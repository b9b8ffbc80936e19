// SPDX-License-Identifier: AGPL-3.0-or-later
//
// Copyright (C) 2026 Relational Network

//! In-memory credential store and file registry.
//!
//! Used for tests and for running the server without a database file.
//! Mirrors the redb backend's semantics (unique emails, no dangling parents).

use std::collections::HashMap;
use std::sync::{RwLock, RwLockReadGuard, RwLockWriteGuard};

use async_trait::async_trait;

use super::{paginate, CredentialStore, FileRegistry, StoreError, StoreResult};
use crate::models::{FileMetadata, User, UserId};

#[derive(Default)]
struct Documents {
    users: HashMap<UserId, User>,
    users_by_email: HashMap<String, UserId>,
    files: HashMap<String, FileMetadata>,
}

/// Document store held entirely in process memory.
#[derive(Default)]
pub struct MemoryDocumentStore {
    docs: RwLock<Documents>,
}

impl MemoryDocumentStore {
    pub fn new() -> Self {
        Self::default()
    }

    fn read(&self) -> StoreResult<RwLockReadGuard<'_, Documents>> {
        self.docs
            .read()
            .map_err(|_| StoreError::Unavailable("document lock poisoned".into()))
    }

    fn write(&self) -> StoreResult<RwLockWriteGuard<'_, Documents>> {
        self.docs
            .write()
            .map_err(|_| StoreError::Unavailable("document lock poisoned".into()))
    }
}

#[async_trait]
impl CredentialStore for MemoryDocumentStore {
    async fn insert_user(&self, user: &User) -> StoreResult<()> {
        let mut docs = self.write()?;
        if docs.users_by_email.contains_key(&user.email) {
            return Err(StoreError::AlreadyExists(format!("User {}", user.email)));
        }
        docs.users_by_email
            .insert(user.email.clone(), user.id.clone());
        docs.users.insert(user.id.clone(), user.clone());
        Ok(())
    }

    async fn find_user_by_email(&self, email: &str) -> StoreResult<Option<User>> {
        let docs = self.read()?;
        Ok(docs
            .users_by_email
            .get(email)
            .and_then(|id| docs.users.get(id))
            .cloned())
    }

    async fn find_user_by_id(&self, id: &UserId) -> StoreResult<Option<User>> {
        Ok(self.read()?.users.get(id).cloned())
    }

    async fn count_users(&self) -> StoreResult<u64> {
        Ok(self.read()?.users.len() as u64)
    }

    async fn is_alive(&self) -> bool {
        true
    }
}

#[async_trait]
impl FileRegistry for MemoryDocumentStore {
    async fn insert_file(&self, file: &FileMetadata) -> StoreResult<()> {
        let mut docs = self.write()?;
        if let Some(parent_id) = &file.parent_id {
            if !docs.files.contains_key(parent_id) {
                return Err(StoreError::NotFound(format!("Parent {parent_id}")));
            }
        }
        if docs.files.contains_key(&file.id) {
            return Err(StoreError::AlreadyExists(format!("File {}", file.id)));
        }
        docs.files.insert(file.id.clone(), file.clone());
        Ok(())
    }

    async fn find_file_by_id(&self, id: &str) -> StoreResult<Option<FileMetadata>> {
        Ok(self.read()?.files.get(id).cloned())
    }

    async fn list_files(
        &self,
        owner_id: &UserId,
        parent_id: Option<&str>,
        page: usize,
        page_size: usize,
    ) -> StoreResult<Vec<FileMetadata>> {
        let matching = self
            .read()?
            .files
            .values()
            .filter(|f| &f.owner_id == owner_id && f.parent_id.as_deref() == parent_id)
            .cloned()
            .collect();
        Ok(paginate(matching, page, page_size))
    }

    async fn update_visibility(&self, id: &str, is_public: bool) -> StoreResult<FileMetadata> {
        let mut docs = self.write()?;
        let file = docs
            .files
            .get_mut(id)
            .ok_or_else(|| StoreError::NotFound(format!("File {id}")))?;
        file.is_public = is_public;
        Ok(file.clone())
    }

    async fn count_files(&self) -> StoreResult<u64> {
        Ok(self.read()?.files.len() as u64)
    }

    async fn is_alive(&self) -> bool {
        true
    }
}
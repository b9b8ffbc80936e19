// SPDX-License-Identifier: AGPL-3.0-or-later
//
// Copyright (C) 2026 Relational Network

//! User endpoints.

use axum::{extract::State, http::StatusCode, Json};
use chrono::Utc;

use crate::{
    auth::{password::hash_password, Auth},
    error::{ApiError, JsonBody},
    models::{CreateUserRequest, User, UserId, UserResponse},
    state::AppState,
    storage::StoreError,
};

/// Register a new user.
#[utoipa::path(
    post,
    path = "/users",
    tag = "Users",
    request_body = CreateUserRequest,
    responses(
        (status = 201, description = "User created", body = UserResponse),
        (status = 400, description = "Missing email, missing password, or email already registered"),
    )
)]
pub async fn post_new(
    State(state): State<AppState>,
    JsonBody(request): JsonBody<CreateUserRequest>,
) -> Result<(StatusCode, Json<UserResponse>), ApiError> {
    let email = request
        .email
        .filter(|e| !e.is_empty())
        .ok_or_else(|| ApiError::bad_request("Missing email"))?;
    let password = request
        .password
        .filter(|p| !p.is_empty())
        .ok_or_else(|| ApiError::bad_request("Missing password"))?;

    let password_hash = hash_password(&password).map_err(|e| {
        tracing::error!(error = %e, "could not hash password");
        ApiError::internal()
    })?;

    let user = User {
        id: UserId::generate(),
        email,
        password_hash,
        created_at: Utc::now(),
    };

    match state.users.insert_user(&user).await {
        Ok(()) => {}
        Err(StoreError::AlreadyExists(_)) => return Err(ApiError::bad_request("Already exist")),
        Err(e) => return Err(e.into()),
    }

    tracing::info!(user_id = %user.id, "user registered");
    Ok((StatusCode::CREATED, Json(user.into())))
}

/// Get the current authenticated user's information.
#[utoipa::path(
    get,
    path = "/users/me",
    tag = "Users",
    security(("x_token" = [])),
    responses(
        (status = 200, description = "User information", body = UserResponse),
        (status = 401, description = "Unauthorized - invalid or missing token"),
    )
)]
pub async fn get_me(
    Auth(user): Auth,
    State(state): State<AppState>,
) -> Result<Json<UserResponse>, ApiError> {
    let user = state.auth.resolve_user(&user.token).await?;
    Ok(Json(user.into()))
}
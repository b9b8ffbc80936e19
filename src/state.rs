// SPDX-License-Identifier: AGPL-3.0-or-later
//
// Copyright (C) 2026 Relational Network

use std::sync::Arc;
use std::time::Duration;

use crate::auth::AuthManager;
use crate::storage::{
    BlobStore, CredentialStore, FileRegistry, MemoryBlobStore, MemoryDocumentStore,
    MemorySessionStore, SessionStore,
};

/// Handles shared by every request.
#[derive(Clone)]
pub struct AppState {
    pub auth: AuthManager,
    pub users: Arc<dyn CredentialStore>,
    pub files: Arc<dyn FileRegistry>,
    pub sessions: Arc<dyn SessionStore>,
    pub blobs: Arc<dyn BlobStore>,
}

impl AppState {
    pub fn new(
        users: Arc<dyn CredentialStore>,
        files: Arc<dyn FileRegistry>,
        sessions: Arc<dyn SessionStore>,
        blobs: Arc<dyn BlobStore>,
        session_ttl: Duration,
    ) -> Self {
        let auth = AuthManager::new(users.clone(), sessions.clone()).with_ttl(session_ttl);
        Self {
            auth,
            users,
            files,
            sessions,
            blobs,
        }
    }
}

impl Default for AppState {
    /// Everything in memory; for tests and local experiments.
    fn default() -> Self {
        let docs = Arc::new(MemoryDocumentStore::new());
        Self::new(
            docs.clone(),
            docs,
            Arc::new(MemorySessionStore::new()),
            Arc::new(MemoryBlobStore::new()),
            crate::auth::DEFAULT_SESSION_TTL,
        )
    }
}
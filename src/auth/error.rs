// SPDX-License-Identifier: AGPL-3.0-or-later
//
// Copyright (C) 2026 Relational Network

//! Authentication errors.

use axum::response::{IntoResponse, Response};

use crate::error::ApiError;
use crate::storage::StoreError;

/// Authentication error type.
///
/// Every credential or token problem collapses into `Unauthorized` so the
/// response never tells a caller whether an email exists or why a token was
/// refused. Backend failures stay distinct and map to a 5xx.
#[derive(Debug)]
pub enum AuthError {
    /// Bad credentials, or a missing, unknown or expired token
    Unauthorized,
    /// Session or credential store could not be reached
    Store(StoreError),
}

impl std::fmt::Display for AuthError {
    fn fmt(&self, f: &mut std::fmt::Formatter<'_>) -> std::fmt::Result {
        match self {
            AuthError::Unauthorized => write!(f, "Unauthorized"),
            AuthError::Store(e) => write!(f, "Session backend error: {e}"),
        }
    }
}

impl std::error::Error for AuthError {
    fn source(&self) -> Option<&(dyn std::error::Error + 'static)> {
        match self {
            AuthError::Store(e) => Some(e),
            AuthError::Unauthorized => None,
        }
    }
}

impl From<StoreError> for AuthError {
    fn from(e: StoreError) -> Self {
        AuthError::Store(e)
    }
}

/// Extractor rejections render exactly like handler errors.
impl IntoResponse for AuthError {
    fn into_response(self) -> Response {
        ApiError::from(self).into_response()
    }
}

#[cfg(test)]
mod tests {
    use super::*;
    use axum::{body::to_bytes, http::StatusCode};

    #[tokio::test]
    async fn unauthorized_returns_401() {
        let response = AuthError::Unauthorized.into_response();
        assert_eq!(response.status(), StatusCode::UNAUTHORIZED);

        let body_bytes = to_bytes(response.into_body(), usize::MAX).await.unwrap();
        let body: serde_json::Value = serde_json::from_slice(&body_bytes).unwrap();
        assert_eq!(body, serde_json::json!({"error": "Unauthorized"}));
    }

    #[tokio::test]
    async fn store_failure_returns_500_without_details() {
        let err = AuthError::from(StoreError::Unavailable("redis down at 10.0.0.5".into()));
        let response = err.into_response();
        assert_eq!(response.status(), StatusCode::INTERNAL_SERVER_ERROR);

        let body_bytes = to_bytes(response.into_body(), usize::MAX).await.unwrap();
        let body: serde_json::Value = serde_json::from_slice(&body_bytes).unwrap();
        assert_eq!(body, serde_json::json!({"error": "Internal server error"}));
    }
}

========================================================================

## EXERCISE PROMPT
What are the lines of the data above that include the string "JsonBody"? Copy them.

## EXPECTED OUTPUT
    error::{ApiError, JsonBody},
    JsonBody(request): JsonBody<CreateUserRequest>,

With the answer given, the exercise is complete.